Junto a estas maniobras orquestales y  sus protagonistas, los socios minoritario del ejecutivo español se salen del  tiesto otra vez y al más puro estilo de su mentor, el ex vicepresidente hoy tertuliano y comentarista  audiovisual Iglesias, claman contra el “golpe blando”  o la dictadura de los oligarcas regando las instituciones del país de mociones, declaraciones  institucionales o iniciativas que nada tienen que ver con la normal actividad de entes locales o territoriales, ajenas a la encarnizada pelea en el lodazal político-jurídico.

Su delirio es como un intento de subversión discursiva  que pretende irrumpir  y contagiar  al conjunto institucional de la paranoia que se vive en la capital de la Corte.

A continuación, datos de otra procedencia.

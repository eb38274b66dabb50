//! Runtime settings.
//!
//! Settings are a JSON document, by default at the platform config directory
//! (`~/.config/mailmux/settings.json` on Linux). Every section has defaults,
//! so a partial file is valid.

use std::path::{Path, PathBuf};

use serde::{Deserialize, Serialize};
use thiserror::Error;

use crate::domain::AuthConfig;

/// Errors raised while loading or saving settings.
#[derive(Debug, Error)]
pub enum ConfigError {
    #[error("IO error: {0}")]
    Io(#[from] std::io::Error),

    #[error("invalid settings file: {0}")]
    Parse(#[from] serde_json::Error),

    #[error("no platform config directory available")]
    NoConfigDir,
}

/// Top-level settings.
#[derive(Debug, Clone, Default, PartialEq, Serialize, Deserialize)]
#[serde(default)]
pub struct Settings {
    /// Mailbox to drive, if configured.
    pub connection: Option<ConnectionSettings>,
    /// OAuth client and endpoints for the REST driver.
    pub google: GoogleSettings,
    /// IMAP timeouts.
    pub imap: ImapSettings,
    /// Rate-limit retry policy.
    pub retry: RetrySettings,
    /// Thread synchronization.
    pub sync: SyncSettings,
    /// Cache locations.
    pub storage: StorageSettings,
}

impl Settings {
    /// Default settings file location.
    pub fn default_path() -> Result<PathBuf, ConfigError> {
        project_dirs()
            .map(|dirs| dirs.config_dir().join("settings.json"))
            .ok_or(ConfigError::NoConfigDir)
    }

    /// Reads settings from a JSON file.
    pub fn load(path: impl AsRef<Path>) -> Result<Self, ConfigError> {
        let contents = std::fs::read_to_string(path)?;
        Ok(serde_json::from_str(&contents)?)
    }

    /// Reads settings, falling back to defaults when the file does not exist.
    pub fn load_or_default(path: impl AsRef<Path>) -> Result<Self, ConfigError> {
        let path = path.as_ref();
        if !path.exists() {
            tracing::info!(path = %path.display(), "settings file not found, using defaults");
            return Ok(Self::default());
        }
        Self::load(path)
    }

    /// Writes settings as pretty JSON, creating parent directories.
    pub fn save(&self, path: impl AsRef<Path>) -> Result<(), ConfigError> {
        let path = path.as_ref();
        if let Some(parent) = path.parent() {
            std::fs::create_dir_all(parent)?;
        }
        std::fs::write(path, serde_json::to_string_pretty(self)?)?;
        Ok(())
    }
}

fn project_dirs() -> Option<directories::ProjectDirs> {
    directories::ProjectDirs::from("dev", "mailmux", "mailmux")
}

/// The mailbox the binary syncs.
#[derive(Debug, Clone, PartialEq, Serialize, Deserialize)]
#[serde(rename_all = "camelCase")]
pub struct ConnectionSettings {
    /// Connection id; also the blob key prefix.
    pub id: String,
    /// Provider identifier (`google`, `imap`, `microsoft`).
    pub provider: String,
    /// Credential material.
    pub auth: AuthConfig,
}

/// OAuth client and endpoint configuration for the REST driver.
#[derive(Debug, Clone, PartialEq, Eq, Serialize, Deserialize)]
#[serde(default)]
pub struct GoogleSettings {
    /// OAuth client id, needed for token refresh.
    pub client_id: Option<String>,
    /// OAuth client secret, needed for token refresh.
    pub client_secret: Option<String>,
    /// Mail API base, ending in `/users/me`.
    pub api_base: String,
    /// OAuth token endpoint.
    pub token_url: String,
    /// OAuth revocation endpoint.
    pub revoke_url: String,
    /// OpenID userinfo endpoint.
    pub userinfo_url: String,
}

impl Default for GoogleSettings {
    fn default() -> Self {
        Self {
            client_id: None,
            client_secret: None,
            api_base: "https://gmail.googleapis.com/gmail/v1/users/me".to_string(),
            token_url: "https://oauth2.googleapis.com/token".to_string(),
            revoke_url: "https://oauth2.googleapis.com/revoke".to_string(),
            userinfo_url: "https://www.googleapis.com/oauth2/v3/userinfo".to_string(),
        }
    }
}

/// IMAP connection timeouts.
#[derive(Debug, Clone, Copy, PartialEq, Eq, Serialize, Deserialize)]
#[serde(default)]
pub struct ImapSettings {
    /// Bound on TCP connect, TLS handshake and LOGIN.
    pub connect_timeout_secs: u64,
    /// Bound on every individual IMAP command.
    pub command_timeout_secs: u64,
}

impl Default for ImapSettings {
    fn default() -> Self {
        Self {
            connect_timeout_secs: 30,
            command_timeout_secs: 60,
        }
    }
}

/// Fixed-delay retry policy for rate-limited calls.
#[derive(Debug, Clone, Copy, PartialEq, Eq, Serialize, Deserialize)]
#[serde(default)]
pub struct RetrySettings {
    /// Attempts including the first call.
    pub max_attempts: u32,
    /// Delay between attempts in milliseconds.
    pub delay_ms: u64,
}

impl Default for RetrySettings {
    fn default() -> Self {
        Self {
            max_attempts: 10,
            delay_ms: 60_000,
        }
    }
}

/// Thread synchronization behavior.
#[derive(Debug, Clone, Copy, PartialEq, Eq, Serialize, Deserialize)]
#[serde(default)]
pub struct SyncSettings {
    /// Threads requested per `list` page.
    pub page_size: u32,
    /// Pause between pages in milliseconds.
    pub page_delay_ms: u64,
    /// Follow `nextPageToken` until exhausted; when false only the first page is synced.
    pub loop_pages: bool,
    /// Threads fetched concurrently while syncing a folder.
    pub thread_concurrency: usize,
    /// Re-sync affected threads after label changes, sends and deletes.
    pub refresh_after_mutation: bool,
}

impl Default for SyncSettings {
    fn default() -> Self {
        Self {
            page_size: 50,
            page_delay_ms: 2_000,
            loop_pages: true,
            thread_concurrency: 4,
            refresh_after_mutation: true,
        }
    }
}

/// Where the thread cache lives.
#[derive(Debug, Clone, PartialEq, Eq, Serialize, Deserialize)]
#[serde(default)]
pub struct StorageSettings {
    /// SQLite file for cache rows.
    pub database_path: PathBuf,
    /// Root directory for thread blobs.
    pub blob_dir: PathBuf,
}

impl Default for StorageSettings {
    fn default() -> Self {
        let data_dir = project_dirs()
            .map(|dirs| dirs.data_dir().to_path_buf())
            .unwrap_or_else(|| PathBuf::from(".mailmux"));

        Self {
            database_path: data_dir.join("threads.db"),
            blob_dir: data_dir.join("blobs"),
        }
    }
}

Pero sus aspavientos  poca relevancia tienen  en la actual tormenta  que podría disolverse en un vasco de agua si los representantes judiciales  en el Consejo General del Poder Judicial  desarmaran  sus estrategias y nombraran nuevos magistrados del constitucional a través del consenso.

Si así lo hicieran, la madre de todas las batallas, la confrontación de poderes, el duelo al sol de los principales partidos españoles pasaría de página y el conflicto se extinguiría. No sería preciso ni  proposiciones de ley, ni nuevos recursos  ni declaraciones institucionales de ningún tipo. Sería un gesto  de retomar el sentido común democrático, algo  que parece haberse perdido en el Estado español.